No respondí. Sabía que sus promesas eran como las hojas secas: crujen al pisarlas pero no sirven para abrigar nada.

A las tres de la mañana, Lucía volvió a llorar. Me levanté tambaleándome y fui a la cocina a calentar un biberón. Al volver al salón, vi a Diego dormido en el sofá, con la tele encendida y una cerveza vacía en la mano. Sentí una mezcla de lástima y rabia. ¿Cómo habíamos llegado hasta aquí?

Me senté junto a él y le toqué el hombro.

—Diego, necesito que estés conmigo —susurré—. No puedo hacerlo sola.

Él abrió los ojos medio dormido y asintió sin convicción.

—Mañana… —balbuceó antes de volver a dormirse.

Esa noche no dormí nada. Paseé por el piso con Lucía en brazos, cantándole bajito para que no se asustara del mundo al que acababa de llegar. Pensé en llamar a mi hermana Marta, pero era demasiado tarde y no quería preocuparla. Pensé en mi madre, pero hacía años que no hablábamos más que lo justo.

Al amanecer, decidí salir a la calle. Bajé las escaleras con Lucía envuelta en una manta y caminé hasta la farmacia de guardia. Compré pañales, crema para el culito y un chupete nuevo. La farmacéutica me miró con compasión.

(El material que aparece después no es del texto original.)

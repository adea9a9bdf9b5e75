//! Pattern compilation: folds one regular-expression-like pattern at a
//! time into a shared automaton by extending a frontier of active states.
//!
//! Supported operators: `|` alternation (the branch owns the rest of its
//! scope), `(...)` grouping, `+` one-or-more, and `\` escaping the next
//! character. Everything else is a literal.
//!
//! Every literal step allocates a fresh state so that patterns merged into
//! the same start state cannot form accidental cycles. When a frontier
//! state already has an edge for the character, the new path is attached
//! as an epsilon edge to an intermediate state instead of overwriting —
//! this is where nondeterminism between prefix-sharing patterns enters.

use super::{Automaton, StateId, TokenId};
use crate::error::{PatternError, PatternErrorKind};
use smallvec::{smallvec, SmallVec};

/// States reachable by the portion of the pattern consumed so far.
pub(crate) type Frontier = SmallVec<[StateId; 4]>;

/// Compiles `pattern` into `automaton` starting at `origin`, marking the
/// final frontier as accepting `accept`. The observer is invoked with the
/// character position in the pattern after each consumed character.
pub(crate) fn compile(
    automaton: &mut Automaton,
    origin: StateId,
    pattern: &str,
    accept: TokenId,
    observer: &mut dyn FnMut(usize),
) -> Result<Frontier, PatternError> {
    let chars: Vec<char> = pattern.chars().collect();
    compile_scope(automaton, origin, &chars, 0, Some(accept), false, observer)
}

fn compile_scope(
    automaton: &mut Automaton,
    origin: StateId,
    chars: &[char],
    base: usize,
    accept: Option<TokenId>,
    in_group: bool,
    observer: &mut dyn FnMut(usize),
) -> Result<Frontier, PatternError> {
    let mut frontier: Frontier = smallvec![origin];
    // State the `+` operator loops back to: the last completed literal or
    // group entry.
    let mut restore_to = origin;
    let mut escaped = false;
    let mut index = 0;

    while index < chars.len() {
        let c = chars[index];
        if !escaped {
            match c {
                '\\' => {
                    if index + 1 == chars.len() {
                        return Err(PatternError::new(
                            base + index,
                            PatternErrorKind::TrailingEscape,
                        ));
                    }
                    escaped = true;
                    observer(base + index);
                    index += 1;
                    continue;
                }
                '|' => {
                    // The branch owns the rest of this scope; its frontier
                    // merges into ours. Reached via epsilon from the scope
                    // origin, not from the frontier.
                    let branch = automaton.add_state(None);
                    automaton.add_epsilon(origin, branch);
                    let merged = compile_scope(
                        automaton,
                        branch,
                        &chars[index + 1..],
                        base + index + 1,
                        None,
                        in_group,
                        observer,
                    )?;
                    frontier.extend(merged);
                    break;
                }
                '(' => {
                    let body = group_body(&chars[index + 1..]);
                    let sub_expr = automaton.add_state(None);
                    for &state in &frontier {
                        automaton.add_epsilon(state, sub_expr);
                    }
                    restore_to = sub_expr;
                    frontier = compile_scope(
                        automaton,
                        sub_expr,
                        body,
                        base + index + 1,
                        None,
                        true,
                        observer,
                    )?;
                    // Skip the body and its closing paren, if present.
                    index += body.len() + 1;
                    if index < chars.len() {
                        index += 1;
                    }
                    continue;
                }
                '+' => {
                    for i in 0..frontier.len() {
                        automaton.add_epsilon(frontier[i], restore_to);
                    }
                    observer(base + index);
                    index += 1;
                    continue;
                }
                ')' => {
                    if in_group {
                        // Balanced closers are stripped by slicing; an
                        // unmatched one ends the scope here.
                        break;
                    }
                    return Err(PatternError::new(
                        base + index,
                        PatternErrorKind::UnbalancedParen,
                    ));
                }
                _ => {}
            }
        }
        escaped = false;

        // Literal character: a fresh state plus an intermediate state
        // carrying the same transition, used both as the `+` restore point
        // and as the epsilon target for frontier states whose edge on this
        // character is already taken.
        let use_state = automaton.add_state(Some(c));
        restore_to = automaton.add_state(None);
        automaton.add_edge(restore_to, c, use_state);
        for i in 0..frontier.len() {
            let state = frontier[i];
            if automaton.state(state).next.contains_key(&c) {
                automaton.add_epsilon(state, restore_to);
            } else {
                automaton.add_edge(state, c, use_state);
            }
        }
        frontier.clear();
        frontier.push(use_state);
        observer(base + index);
        index += 1;
    }

    if let Some(id) = accept {
        for &state in &frontier {
            let accepts = &mut automaton.state_mut(state).accepts;
            if !accepts.contains(&id) {
                accepts.push(id);
            }
        }
    }
    Ok(frontier)
}

/// The body of a group whose opening paren was just consumed: everything
/// up to its unescaped balanced closer, or the whole rest of the pattern
/// when the group is never closed.
fn group_body(chars: &[char]) -> &[char] {
    let mut depth = 0usize;
    let mut escaped = false;
    for (i, &c) in chars.iter().enumerate() {
        if escaped {
            escaped = false;
            continue;
        }
        match c {
            '\\' => escaped = true,
            '(' => depth += 1,
            ')' if depth == 0 => return &chars[..i],
            ')' => depth -= 1,
            _ => {}
        }
    }
    chars
}

#[cfg(test)]
mod tests {
    use super::*;

    fn compile_one(automaton: &mut Automaton, pattern: &str, id: u32) -> Frontier {
        let start = automaton.start();
        compile(automaton, start, pattern, TokenId(id), &mut |_| {}).unwrap()
    }

    #[test]
    fn test_literal_chain() {
        let mut automaton = Automaton::new();
        let frontier = compile_one(&mut automaton, "ab", 0);
        assert_eq!(frontier.len(), 1);
        assert_eq!(automaton.state(frontier[0]).accepts.as_slice(), &[TokenId(0)]);
        assert_eq!(automaton.state(frontier[0]).label, Some('b'));
    }

    #[test]
    fn test_shared_prefix_becomes_epsilon() {
        let mut automaton = Automaton::new();
        compile_one(&mut automaton, "ab", 0);
        compile_one(&mut automaton, "ac", 1);
        // The second pattern may not overwrite the start state's 'a' edge;
        // the conflict must surface as an epsilon edge instead.
        let start = automaton.state(automaton.start());
        assert_eq!(start.next.len(), 1);
        assert!(!start.epsilon.is_empty());
    }

    #[test]
    fn test_alternation_branches_from_origin() {
        let mut automaton = Automaton::new();
        let frontier = compile_one(&mut automaton, "cat|car", 0);
        // Both branch ends accept.
        assert_eq!(frontier.len(), 2);
        for state in frontier {
            assert_eq!(automaton.state(state).accepts.as_slice(), &[TokenId(0)]);
        }
    }

    #[test]
    fn test_empty_alternation_branch_keeps_origin_in_frontier() {
        let mut automaton = Automaton::new();
        // `(|b)` means "nothing or b": the group entry itself stays on the
        // frontier and must end up accepting.
        let frontier = compile_one(&mut automaton, "a(|b)", 0);
        assert_eq!(frontier.len(), 2);
    }

    #[test]
    fn test_repetition_loops_to_restore_state() {
        let mut automaton = Automaton::new();
        let frontier = compile_one(&mut automaton, "a+", 0);
        assert_eq!(frontier.len(), 1);
        // The accepting state loops back via epsilon; its target carries
        // the same 'a' transition.
        let epsilon = &automaton.state(frontier[0]).epsilon;
        assert_eq!(epsilon.len(), 1);
        assert!(automaton.state(epsilon[0]).next.contains_key(&'a'));
    }

    #[test]
    fn test_group_body_extraction() {
        let chars: Vec<char> = "ab)cd".chars().collect();
        assert_eq!(group_body(&chars), &chars[..2]);

        let nested: Vec<char> = "a(b)c)d".chars().collect();
        assert_eq!(group_body(&nested), &nested[..5]);

        let escaped: Vec<char> = "a\\)b)c".chars().collect();
        assert_eq!(group_body(&escaped), &escaped[..4]);

        let unclosed: Vec<char> = "abc".chars().collect();
        assert_eq!(group_body(&unclosed), &unclosed[..]);
    }

    #[test]
    fn test_unbalanced_close_is_an_error() {
        let mut automaton = Automaton::new();
        let start = automaton.start();
        let error = compile(&mut automaton, start, "a)b", TokenId(0), &mut |_| {}).unwrap_err();
        assert_eq!(error.kind, PatternErrorKind::UnbalancedParen);
        assert_eq!(error.position, 1);
    }

    #[test]
    fn test_trailing_escape_is_an_error() {
        let mut automaton = Automaton::new();
        let start = automaton.start();
        let error = compile(&mut automaton, start, "ab\\", TokenId(0), &mut |_| {}).unwrap_err();
        assert_eq!(error.kind, PatternErrorKind::TrailingEscape);
        assert_eq!(error.position, 2);
    }

    #[test]
    fn test_escaped_operators_are_literals() {
        let mut automaton = Automaton::new();
        let frontier = compile_one(&mut automaton, "\\(", 0);
        assert_eq!(automaton.state(frontier[0]).label, Some('('));
    }

    #[test]
    fn test_observer_reports_positions() {
        let mut automaton = Automaton::new();
        let start = automaton.start();
        let mut positions = Vec::new();
        compile(&mut automaton, start, "a(b|c)d", TokenId(0), &mut |p| {
            positions.push(p);
        })
        .unwrap();
        // Group content is reported at absolute positions by the
        // sub-compilation; the parens themselves are silent.
        assert!(positions.contains(&0));
        assert!(positions.contains(&2));
        assert!(positions.contains(&4));
        assert!(positions.contains(&6));
        assert!(!positions.contains(&1));
        assert!(!positions.contains(&5));
    }
}
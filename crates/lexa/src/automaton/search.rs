//! Longest-match frontier search.
//!
//! Correct on any automaton form — the raw nondeterministic graph, the
//! determinized graph, or the minimized one — because it always walks the
//! epsilon closure of the active frontier. On a deterministic automaton
//! the closure degenerates to a single state and the walk becomes a plain
//! table lookup per character.

use super::{Automaton, StateId, TokenId};
use smallvec::SmallVec;

/// A successful match: the winning token and the end byte offset
/// (exclusive) within the scanned text.
#[derive(Debug, Clone, Copy, PartialEq, Eq)]
pub(crate) struct Match {
    pub(crate) token: TokenId,
    pub(crate) end: usize,
}

impl Automaton {
    /// Scans `text` from the byte offset `start` and returns the longest
    /// match, breaking length ties in favor of the lowest token id.
    ///
    /// Progress into a branch that later dead-ends never discards an
    /// earlier recorded accept; `None` means no rule matched at all (a
    /// zero-length result).
    pub(crate) fn search(&self, text: &str, start: usize) -> Option<Match> {
        let mut closure = self.epsilon_closure(&[self.start()]);
        let mut best: Option<Match> = None;
        let mut offset = start;

        loop {
            let mut winner: Option<TokenId> = None;
            for &state in &closure {
                for &id in &self.state(state).accepts {
                    if winner.map_or(true, |current| id < current) {
                        winner = Some(id);
                    }
                }
            }
            if let Some(token) = winner {
                best = Some(Match { token, end: offset });
            }

            if closure.is_empty() || offset >= text.len() {
                break;
            }
            let Some(c) = text[offset..].chars().next() else {
                break;
            };

            let mut frontier: SmallVec<[StateId; 8]> = SmallVec::new();
            for &state in &closure {
                if let Some(&target) = self.state(state).next.get(&c) {
                    if !frontier.contains(&target) {
                        frontier.push(target);
                    }
                }
            }
            closure = self.epsilon_closure(&frontier);
            offset += c.len_utf8();
        }
        best
    }
}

—¿Primera vez? —preguntó sonriendo.

Asentí sin poder evitar las lágrimas.

—Ánimo —me dijo—. Todas hemos pasado por ahí.

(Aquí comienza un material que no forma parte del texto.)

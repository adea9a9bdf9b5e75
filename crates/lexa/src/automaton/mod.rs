//! Arena-backed finite automaton shared by every stage of the build
//! pipeline.
//!
//! States live in a single vector and every edge is a [`StateId`] index
//! into that vector, so the graph may freely contain cycles (the `+`
//! operator creates them) while the whole automaton stays one droppable
//! unit. A state has at most one `next` successor per character; all
//! nondeterminism is expressed structurally through epsilon edges, never
//! through multi-valued transition entries.

pub(crate) mod compile;
pub(crate) mod determinize;
pub(crate) mod minimize;
pub(crate) mod search;

use hashbrown::HashMap;
use smallvec::SmallVec;

/// Index of a state in the automaton arena.
#[derive(Debug, Clone, Copy, PartialEq, Eq, PartialOrd, Ord, Hash)]
pub(crate) struct StateId(pub(crate) u32);

impl StateId {
    #[must_use]
    pub(crate) const fn index(self) -> usize {
        self.0 as usize
    }
}

/// Identifier of a token rule.
///
/// Ids are assigned in registration order; when two rules accept the same
/// longest lexeme, the lower id wins.
#[derive(Debug, Clone, Copy, PartialEq, Eq, PartialOrd, Ord, Hash)]
pub(crate) struct TokenId(pub(crate) u32);

impl TokenId {
    #[must_use]
    pub(crate) const fn index(self) -> usize {
        self.0 as usize
    }
}

/// A single automaton state.
#[derive(Debug, Clone, Default)]
pub(crate) struct State {
    /// The character consumed to arrive in this state. Debug value only.
    pub(crate) label: Option<char>,
    /// Deterministic transitions, at most one successor per character.
    pub(crate) next: HashMap<char, StateId>,
    /// States reached without consuming a character.
    pub(crate) epsilon: SmallVec<[StateId; 2]>,
    /// Token ids accepted when a match ends in this state.
    pub(crate) accepts: SmallVec<[TokenId; 1]>,
}

/// The automaton graph. Mutated only during construction; scanned
/// read-only afterwards.
#[derive(Debug, Clone)]
pub(crate) struct Automaton {
    states: Vec<State>,
}

impl Automaton {
    /// A fresh automaton holding only its start state.
    #[must_use]
    pub(crate) fn new() -> Self {
        Self {
            states: vec![State::default()],
        }
    }

    #[must_use]
    pub(crate) const fn start(&self) -> StateId {
        StateId(0)
    }

    #[must_use]
    pub(crate) fn len(&self) -> usize {
        self.states.len()
    }

    pub(crate) fn state_ids(&self) -> impl Iterator<Item = StateId> {
        (0..u32::try_from(self.states.len()).unwrap_or(0)).map(StateId)
    }

    pub(crate) fn add_state(&mut self, label: Option<char>) -> StateId {
        let id = StateId(u32::try_from(self.states.len()).unwrap_or(0));
        self.states.push(State {
            label,
            ..State::default()
        });
        id
    }

    #[must_use]
    pub(crate) fn state(&self, id: StateId) -> &State {
        &self.states[id.index()]
    }

    pub(crate) fn state_mut(&mut self, id: StateId) -> &mut State {
        &mut self.states[id.index()]
    }

    pub(crate) fn add_edge(&mut self, from: StateId, c: char, to: StateId) {
        self.state_mut(from).next.insert(c, to);
    }

    pub(crate) fn add_epsilon(&mut self, from: StateId, to: StateId) {
        self.state_mut(from).epsilon.push(to);
    }

    /// All states reachable from `seeds` over epsilon edges alone,
    /// including the seeds themselves. Sorted by id, each state once, and
    /// safe on cyclic graphs.
    #[must_use]
    pub(crate) fn epsilon_closure(&self, seeds: &[StateId]) -> Vec<StateId> {
        let mut visited = vec![false; self.states.len()];
        let mut stack: Vec<StateId> = Vec::with_capacity(seeds.len());
        let mut closure: Vec<StateId> = Vec::with_capacity(seeds.len());

        for &seed in seeds {
            if !visited[seed.index()] {
                visited[seed.index()] = true;
                stack.push(seed);
                closure.push(seed);
            }
        }
        while let Some(state) = stack.pop() {
            for &next in &self.states[state.index()].epsilon {
                if !visited[next.index()] {
                    visited[next.index()] = true;
                    stack.push(next);
                    closure.push(next);
                }
            }
        }
        closure.sort_unstable();
        closure
    }
}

Volví a casa sintiéndome un poco menos sola. Cuando entré, Diego seguía dormido. Preparé café y desayuné mirando cómo Lucía dormía tranquila por fin.

A media mañana llamé a Marta.

—¿Qué tal va todo? —preguntó ella al instante.

No pude evitarlo: rompí a llorar.

—Ven cuando puedas —me dijo—. No tienes que hacerlo sola.

Colgué sintiéndome más ligera. Quizá no tenía todo bajo control, pero tenía fuerzas para pedir ayuda.

Cuando Diego se levantó por fin, le miré directamente a los ojos.

—Esto no puede seguir así —le dije—. O estamos juntos en esto o cada uno sigue su camino.

Él se quedó callado un momento largo antes de asentir lentamente.

—Tienes razón —admitió—. No he estado a la altura… Pero quiero intentarlo contigo.

No sé si le creí del todo, pero esa mañana sentí que algo había cambiado dentro de mí. Ya no era solo madre o esposa: era alguien capaz de enfrentarse al caos y sobrevivir.

Ahora escribo esto mientras Lucía duerme sobre mi pecho y Diego monta por fin la cuna en silencio. No sé qué nos deparará el futuro ni si nuestro matrimonio resistirá este terremoto, pero sí sé que ya no tengo miedo de estar sola ni de pedir ayuda cuando lo necesito.

¿Hasta dónde somos capaces de llegar cuando nos enfrentamos al caos? ¿Cuántas veces más tendré que reinventarme para salir adelante? ¿Y vosotros… habéis sentido alguna vez que todo se desmorona justo cuando más necesitáis apoyo?